//! Process-shared bump heap with string interning.
//!
//! Layout of the mapping:
//!
//! ```text
//! +------------------+-------------------------------------------+
//! | HeapHeader page  | data pages (capacity bytes, bump-allocated) |
//! +------------------+-------------------------------------------+
//! ```
//!
//! The header holds the process-shared lock, the bump offset, the sticky
//! out-of-memory flag and the head of the interned-string list. Interned strings
//! are stored as a [`StrNode`] immediately followed by the string bytes.
//!
//! Because the region is `MAP_SHARED` and mapped before any fork, every process in
//! the harness tree sees the same addresses, so a pointer returned to one process
//! is valid (and identical) in all others.

use std::fmt;
use std::marker::PhantomData;
use std::mem::{align_of, size_of};
use std::ops::Deref;
use std::ptr::{self, NonNull};
use std::sync::atomic::{AtomicBool, AtomicPtr, AtomicU64, AtomicUsize, Ordering};

use thiserror::Error;

use crate::lock::ProcessLock;
use crate::{page_size, round_up};

/// Platform ceiling on the heap size derived from a [`HeapConfig`].
pub const DEFAULT_CEILING: usize = 64 * 1024;

/// Allocation granularity: every block starts and ends on a pointer boundary.
const ALIGN: usize = align_of::<usize>();

/// Errors reported by [`SharedHeap`].
#[derive(Debug, Clone, PartialEq, Eq, Error)]
pub enum HeapError {
    #[error("mmap of {len} shared bytes failed (errno {errno})")]
    MapFailed { len: usize, errno: i32 },
    #[error("cannot create process-shared lock (error {0})")]
    LockCreateFailed(i32),
    #[error("cannot acquire shared heap lock (error {0})")]
    LockFailed(i32),
    #[error("shared heap exhausted: requested {requested} bytes, {available} available")]
    OutOfMemory { requested: usize, available: usize },
    #[error("shared heap already released")]
    Released,
}
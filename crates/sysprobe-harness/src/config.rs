//! Run configuration: a JSON file, overridden by command-line flags.

use std::path::{Path, PathBuf};
use std::time::Duration;

use serde::{Deserialize, Serialize};
use sysprobe_core::sandbox::select_operations;
use sysprobe_core::walker::Denylist;
use sysprobe_core::{AddressHazard, OomPolicy, Operation, WalkerConfig, oom_policy};
use sysprobe_shm::HeapConfig;

use crate::error::HarnessError;
use crate::structured_log::LogLevel;

/// Top-level run configuration.
#[derive(Debug, Clone, PartialEq, Serialize, Deserialize)]
#[serde(default, deny_unknown_fields)]
pub struct RunConfig {
    /// Wall-clock limit in seconds; 0 runs until interrupted.
    pub duration_secs: u64,
    /// Stop after this many completed operations; 0 is unlimited.
    pub max_ops: u64,
    /// JSONL log destination; stderr when unset.
    pub log_path: Option<PathBuf>,
    pub log_level: String,
    /// Trace-id run component; derived from pid and start time when unset.
    pub run_id: Option<String>,
    pub heap: HeapSection,
    pub sandbox: SandboxSection,
    pub walker: WalkerSection,
}

impl Default for RunConfig {
    fn default() -> Self {
        Self {
            duration_secs: 60,
            max_ops: 0,
            log_path: None,
            log_level: "info".to_string(),
            run_id: None,
            heap: HeapSection::default(),
            sandbox: SandboxSection::default(),
            walker: WalkerSection::default(),
        }
    }
}

#[derive(Debug, Clone, PartialEq, Eq, Serialize, Deserialize)]
#[serde(default, deny_unknown_fields)]
pub struct HeapSection {
    pub expected_strings: usize,
    pub ceiling: usize,
}

impl Default for HeapSection {
    fn default() -> Self {
        let base = HeapConfig::default();
        Self {
            expected_strings: base.expected_strings,
            ceiling: base.ceiling,
        }
    }
}

#[derive(Debug, Clone, PartialEq, Eq, Serialize, Deserialize)]
#[serde(default, deny_unknown_fields)]
pub struct SandboxSection {
    /// Operation names to run; empty selects all.
    pub operations: Vec<String>,
    /// Hazard names to run; empty selects all.
    pub hazards: Vec<String>,
    /// Run the trial loop inside an OOM-preferred wrapper process.
    pub supervised: bool,
    /// `stop` or `restart`; falls back to `SYSPROBE_OOM_POLICY`.
    pub oom_policy: Option<String>,
    /// Raise the OOM score of supervised wrappers.
    pub oom_adjust: bool,
}

impl Default for SandboxSection {
    fn default() -> Self {
        Self {
            operations: Vec::new(),
            hazards: Vec::new(),
            supervised: true,
            oom_policy: None,
            oom_adjust: true,
        }
    }
}

#[derive(Debug, Clone, PartialEq, Eq, Serialize, Deserialize)]
#[serde(default, deny_unknown_fields)]
pub struct WalkerSection {
    pub root: PathBuf,
    pub workers: usize,
    pub max_depth: usize,
    pub quantum_ms: u64,
    pub target_budget_ms: u64,
    /// Noisy log source drained between targets; `null` disables draining.
    pub drain_source: Option<PathBuf>,
    pub grace_ms: u64,
    /// Extra denylist rules; every fragment of a rule must match.
    pub deny: Vec<Vec<String>>,
    pub oom_adjust: bool,
}

impl Default for WalkerSection {
    fn default() -> Self {
        let base = WalkerConfig::default();
        Self {
            root: PathBuf::from("/sys"),
            workers: base.workers,
            max_depth: base.max_depth,
            quantum_ms: duration_ms(base.quantum),
            target_budget_ms: duration_ms(base.target_budget),
            drain_source: base.drain_source,
            grace_ms: duration_ms(base.grace_period),
            deny: Vec::new(),
            oom_adjust: true,
        }
    }
}

fn duration_ms(d: Duration) -> u64 {
    u64::try_from(d.as_millis()).unwrap_or(u64::MAX)
}

impl RunConfig {
    /// Load from a JSON file; missing fields take their defaults.
    pub fn from_file(path: &Path) -> Result<Self, HarnessError> {
        let text = std::fs::read_to_string(path).map_err(|e| HarnessError::Config {
            path: path.to_path_buf(),
            message: e.to_string(),
        })?;
        serde_json::from_str(&text).map_err(|e| HarnessError::Config {
            path: path.to_path_buf(),
            message: e.to_string(),
        })
    }

    #[must_use]
    pub fn duration(&self) -> Option<Duration> {
        (self.duration_secs > 0).then(|| Duration::from_secs(self.duration_secs))
    }

    pub fn log_level(&self) -> Result<LogLevel, HarnessError> {
        LogLevel::from_name(&self.log_level)
            .ok_or_else(|| HarnessError::UnknownLevel(self.log_level.clone()))
    }

    #[must_use]
    pub fn heap_config(&self) -> HeapConfig {
        HeapConfig {
            expected_strings: self.heap.expected_strings,
            ceiling: self.heap.ceiling,
            ..HeapConfig::default()
        }
    }

    /// Configured policy, or the cached environment policy.
    #[must_use]
    pub fn oom_policy(&self) -> OomPolicy {
        self.sandbox
            .oom_policy
            .as_deref()
            .map_or_else(oom_policy, OomPolicy::from_str_loose)
    }

    pub fn operations(&self) -> Result<Vec<Operation>, HarnessError> {
        select_operations(&self.sandbox.operations).map_err(HarnessError::UnknownOperations)
    }

    pub fn hazards(&self) -> Result<Vec<AddressHazard>, HarnessError> {
        if self.sandbox.hazards.is_empty() {
            return Ok(AddressHazard::ALL.to_vec());
        }
        self.sandbox
            .hazards
            .iter()
            .map(|name| {
                AddressHazard::from_name(name).ok_or_else(|| HarnessError::UnknownHazard(name.clone()))
            })
            .collect()
    }

    #[must_use]
    pub fn walker_config(&self) -> WalkerConfig {
        let w = &self.walker;
        let denylist = w
            .deny
            .iter()
            .fold(Denylist::default(), |list, rule| list.with_rule(rule));
        WalkerConfig {
            workers: w.workers,
            max_depth: w.max_depth,
            quantum: Duration::from_millis(w.quantum_ms),
            target_budget: Duration::from_millis(w.target_budget_ms),
            drain_source: w.drain_source.clone(),
            grace_period: Duration::from_millis(w.grace_ms),
            denylist,
            ..WalkerConfig::default()
        }
    }

    /// Apply command-line overrides on top of the file values.
    pub fn apply(&mut self, overrides: Overrides) {
        let Overrides {
            duration_secs,
            max_ops,
            log_path,
            log_level,
            run_id,
            operations,
            hazards,
            unsupervised,
            oom_policy,
            root,
            workers,
            max_depth,
            no_drain,
        } = overrides;
        if let Some(v) = duration_secs {
            self.duration_secs = v;
        }
        if let Some(v) = max_ops {
            self.max_ops = v;
        }
        if log_path.is_some() {
            self.log_path = log_path;
        }
        if let Some(v) = log_level {
            self.log_level = v;
        }
        if run_id.is_some() {
            self.run_id = run_id;
        }
        if !operations.is_empty() {
            self.sandbox.operations = operations;
        }
        if !hazards.is_empty() {
            self.sandbox.hazards = hazards;
        }
        if unsupervised {
            self.sandbox.supervised = false;
        }
        if oom_policy.is_some() {
            self.sandbox.oom_policy = oom_policy;
        }
        if let Some(v) = root {
            self.walker.root = v;
        }
        if let Some(v) = workers {
            self.walker.workers = v;
        }
        if let Some(v) = max_depth {
            self.walker.max_depth = v;
        }
        if no_drain {
            self.walker.drain_source = None;
        }
    }
}

/// Command-line values that take precedence over the config file.
#[derive(Debug, Clone, Default, PartialEq, Eq)]
pub struct Overrides {
    pub duration_secs: Option<u64>,
    pub max_ops: Option<u64>,
    pub log_path: Option<PathBuf>,
    pub log_level: Option<String>,
    pub run_id: Option<String>,
    pub operations: Vec<String>,
    pub hazards: Vec<String>,
    pub unsupervised: bool,
    pub oom_policy: Option<String>,
    pub root: Option<PathBuf>,
    pub workers: Option<usize>,
    pub max_depth: Option<usize>,
    pub no_drain: bool,
}
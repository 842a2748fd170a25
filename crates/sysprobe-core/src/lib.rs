//! # sysprobe-core
//!
//! The fault-triggering mechanisms of sysprobe:
//!
//! - [`sandbox`]: one forked, rlimited, watchdogged child per (operation, bad address)
//!   trial, with OOM-aware supervision of the whole loop.
//! - [`walker`]: a producer thread walking a resource tree while a worker pool races
//!   against the published target, with process-wide segfault recovery.
//!
//! Both report through the collaborator traits in [`control`].

pub mod config;
pub mod control;
pub mod rng;
pub mod sandbox;
pub mod walker;

pub use config::{OomPolicy, oom_policy};
pub use control::{
    KeepRunning, NoOomAdjust, NullObserver, OomAdjuster, ProbeEvent, ProbeObserver,
    ProcOomAdjuster, RunBudget, install_interrupt_handler, running_flag,
};
pub use sandbox::{
    AddressHazard, ChildOutcome, FaultSandbox, MemoryInfo, Operation, SandboxContext,
    SandboxError, SupervisedOutcome, TrialReport,
};
pub use walker::{
    ConcurrentWalker, RunHandle, RunOutcome, WalkerConfig, WalkerError, WalkerState,
};
use std::path::{Path, PathBuf};
use std::time::Duration;

use parking_lot::Mutex;

/// The single shared "current target".
///
/// Written only by the walker thread, read by every worker. An empty path means
/// nothing is published. Every lock attempt is bounded, so a stuck holder costs an
/// iteration rather than a hang.
#[derive(Debug, Default)]
pub struct TraversalCursor {
    current: Mutex<PathBuf>,
}

impl TraversalCursor {
    #[must_use]
    pub fn new() -> Self {
        Self::default()
    }

    /// Replace the published path. Returns `false` if the lock wait timed out.
    pub fn publish(&self, path: &Path, wait: Duration) -> bool {
        let Some(mut current) = self.current.try_lock_for(wait) else {
            return false;
        };
        let buf = current.as_mut_os_string();
        buf.clear();
        buf.push(path.as_os_str());
        true
    }

    /// Copy the published path into `out`.
    ///
    /// `None` on lock timeout, otherwise whether a target is published.
    pub fn snapshot_into(&self, out: &mut PathBuf, wait: Duration) -> Option<bool> {
        let current = self.current.try_lock_for(wait)?;
        let buf = out.as_mut_os_string();
        buf.clear();
        buf.push(current.as_os_str());
        Some(!buf.is_empty())
    }

    /// Reset to the empty sentinel. Returns `false` on lock timeout.
    pub fn clear(&self, wait: Duration) -> bool {
        let Some(mut current) = self.current.try_lock_for(wait) else {
            return false;
        };
        current.as_mut_os_string().clear();
        true
    }

    /// The published path, if any and if the lock could be taken in time.
    #[must_use]
    pub fn last_published(&self, wait: Duration) -> Option<PathBuf> {
        let current = self.current.try_lock_for(wait)?;
        (!current.as_os_str().is_empty()).then(|| current.clone())
    }
}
◇ ◇ ◇ ◇ ◇ ◇ ◇
> Exercise
Look through the listing above and copy each line where the string "filename" occurs.

> Solution for this problem
filename crates/sysprobe-harness/src/config.rs
filename crates/sysprobe-core/src/lib.rs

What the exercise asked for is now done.